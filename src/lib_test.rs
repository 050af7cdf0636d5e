use std::collections::{BTreeMap, BTreeSet};

use assert_matches::assert_matches;

use crate::merge::{IdentityAliases, PathAliases};
use crate::test_utils::get_test_storage;
use crate::CoverageError;

fn lines(pairs: impl IntoIterator<Item = (&'static str, Vec<u32>)>) -> BTreeMap<String, BTreeSet<u32>> {
    pairs.into_iter().map(|(k, v)| (k.to_string(), v.into_iter().collect())).collect()
}

fn arcs(
    pairs: impl IntoIterator<Item = (&'static str, Vec<(i64, i64)>)>,
) -> BTreeMap<String, BTreeSet<(i64, i64)>> {
    pairs.into_iter().map(|(k, v)| (k.to_string(), v.into_iter().collect())).collect()
}

#[test]
fn round_trip_lines() {
    let (mut data, _dir) = get_test_storage().unwrap();
    data.add_lines(&lines([("a.py", vec![1, 2, 5])])).unwrap();

    assert_eq!(data.measured_files().unwrap(), BTreeSet::from(["a.py".to_string()]));
    assert!(!data.has_arcs().unwrap());
    let mut got = data.lines("a.py").unwrap().unwrap();
    got.sort_unstable();
    assert_eq!(got, vec![1, 2, 5]);
}

#[test]
fn context_split() {
    let (mut data, _dir) = get_test_storage().unwrap();
    data.set_context(Some("t1")).unwrap();
    data.add_lines(&lines([("a.py", vec![1, 2])])).unwrap();
    data.set_context(Some("t2")).unwrap();
    data.add_lines(&lines([("a.py", vec![2, 3])])).unwrap();

    let mut all = data.lines("a.py").unwrap().unwrap();
    all.sort_unstable();
    assert_eq!(all, vec![1, 2, 3]);

    data.set_query_context("t1").unwrap();
    let mut t1_only = data.lines("a.py").unwrap().unwrap();
    t1_only.sort_unstable();
    assert_eq!(t1_only, vec![1, 2]);

    let contexts = data.measured_contexts().unwrap();
    assert!(contexts.contains("t1"));
    assert!(contexts.contains("t2"));
}

#[test]
fn arc_idempotence() {
    let (mut data, _dir) = get_test_storage().unwrap();
    let pairs = arcs([("a.py", vec![(1, 2), (2, -2)])]);
    data.add_arcs(&pairs).unwrap();
    data.add_arcs(&pairs).unwrap();

    let mut got = data.arcs("a.py").unwrap().unwrap();
    got.sort_unstable();
    assert_eq!(got, vec![(1, 2), (2, -2)]);
}

#[test]
fn mode_conflict_is_rejected() {
    let (mut data, _dir) = get_test_storage().unwrap();
    data.add_lines(&lines([("a.py", vec![1])])).unwrap();
    let err = data.add_arcs(&arcs([("a.py", vec![(1, 2)])])).unwrap_err();
    assert_matches!(err, CoverageError::MixedMode { .. });
}

#[test]
fn merge_with_alias() {
    let (mut dest, _dir_dest) = get_test_storage().unwrap();
    let (mut other, _dir_other) = get_test_storage().unwrap();

    dest.add_lines(&lines([("/build/a.py", vec![1, 2])])).unwrap();
    other.add_lines(&lines([("/ci/a.py", vec![2, 3])])).unwrap();

    struct CiToBuild;
    impl PathAliases for CiToBuild {
        fn map(&self, path: &str) -> String {
            path.replacen("/ci/", "/build/", 1)
        }
    }

    dest.update(&mut other, &CiToBuild).unwrap();

    let mut got = dest.lines("/build/a.py").unwrap().unwrap();
    got.sort_unstable();
    assert_eq!(got, vec![1, 2, 3]);
}

#[test]
fn merge_identity_aliases_is_a_plain_union() {
    let (mut dest, _dir_dest) = get_test_storage().unwrap();
    let (mut other, _dir_other) = get_test_storage().unwrap();

    dest.add_arcs(&arcs([("a.py", vec![(1, 2)])])).unwrap();
    other.add_arcs(&arcs([("a.py", vec![(2, 3)])])).unwrap();

    dest.update(&mut other, &IdentityAliases).unwrap();

    let mut got = dest.arcs("a.py").unwrap().unwrap();
    got.sort_unstable();
    assert_eq!(got, vec![(1, 2), (2, 3)]);
}

#[test]
fn tracer_conflict_on_merge() {
    let (mut dest, _dir_dest) = get_test_storage().unwrap();
    let (mut other, _dir_other) = get_test_storage().unwrap();

    dest.add_lines(&lines([("a.py", vec![1])])).unwrap();
    dest.add_file_tracers(&BTreeMap::from([("a.py".to_string(), "plug1".to_string())])).unwrap();

    other.add_lines(&lines([("a.py", vec![1])])).unwrap();
    other.add_file_tracers(&BTreeMap::from([("a.py".to_string(), "plug2".to_string())])).unwrap();

    let err = dest.update(&mut other, &IdentityAliases).unwrap_err();
    assert_matches!(err, CoverageError::TracerConflict { .. });
}

#[test]
fn blob_round_trip() {
    let (mut d1, _dir1) = get_test_storage().unwrap();
    d1.add_lines(&lines([("a.py", vec![1, 2, 5])])).unwrap();
    d1.set_context(Some("t1")).unwrap();
    d1.add_lines(&lines([("b.py", vec![3])])).unwrap();

    let blob = d1.dumps().unwrap();

    let (mut d2, _dir2) = get_test_storage().unwrap();
    d2.loads(&blob).unwrap();

    assert_eq!(d2.measured_files().unwrap(), d1.measured_files().unwrap());
    assert_eq!(d2.measured_contexts().unwrap(), d1.measured_contexts().unwrap());
    assert_eq!(d2.has_arcs().unwrap(), d1.has_arcs().unwrap());
    let mut a = d2.lines("a.py").unwrap().unwrap();
    a.sort_unstable();
    assert_eq!(a, vec![1, 2, 5]);
}

#[test]
fn touch_files_before_any_mode_is_empty_mode() {
    let (mut data, _dir) = get_test_storage().unwrap();
    let err = data.touch_files(&["a.py".to_string()], "").unwrap_err();
    assert_matches!(err, CoverageError::EmptyMode);
}

#[test]
fn unknown_file_tracer_is_rejected() {
    let (mut data, _dir) = get_test_storage().unwrap();
    let err = data
        .add_file_tracers(&BTreeMap::from([("nope.py".to_string(), "plug".to_string())]))
        .unwrap_err();
    assert_matches!(err, CoverageError::UnknownFile { .. });
}

#[test]
fn erase_removes_the_backing_file() {
    let (mut data, _dir) = get_test_storage().unwrap();
    data.add_lines(&lines([("a.py", vec![1])])).unwrap();
    let path = data.lines("a.py").unwrap(); // keep the handle alive through the write above
    assert!(path.is_some());
    data.erase(false).unwrap();
}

◇ ◇ ◇ ◇

* [WHAT IS EXPECTED] Work out how many lines of the records contain the word "CiToBuild", and give only that number.

* [RESPONSE TO THE TASK] 3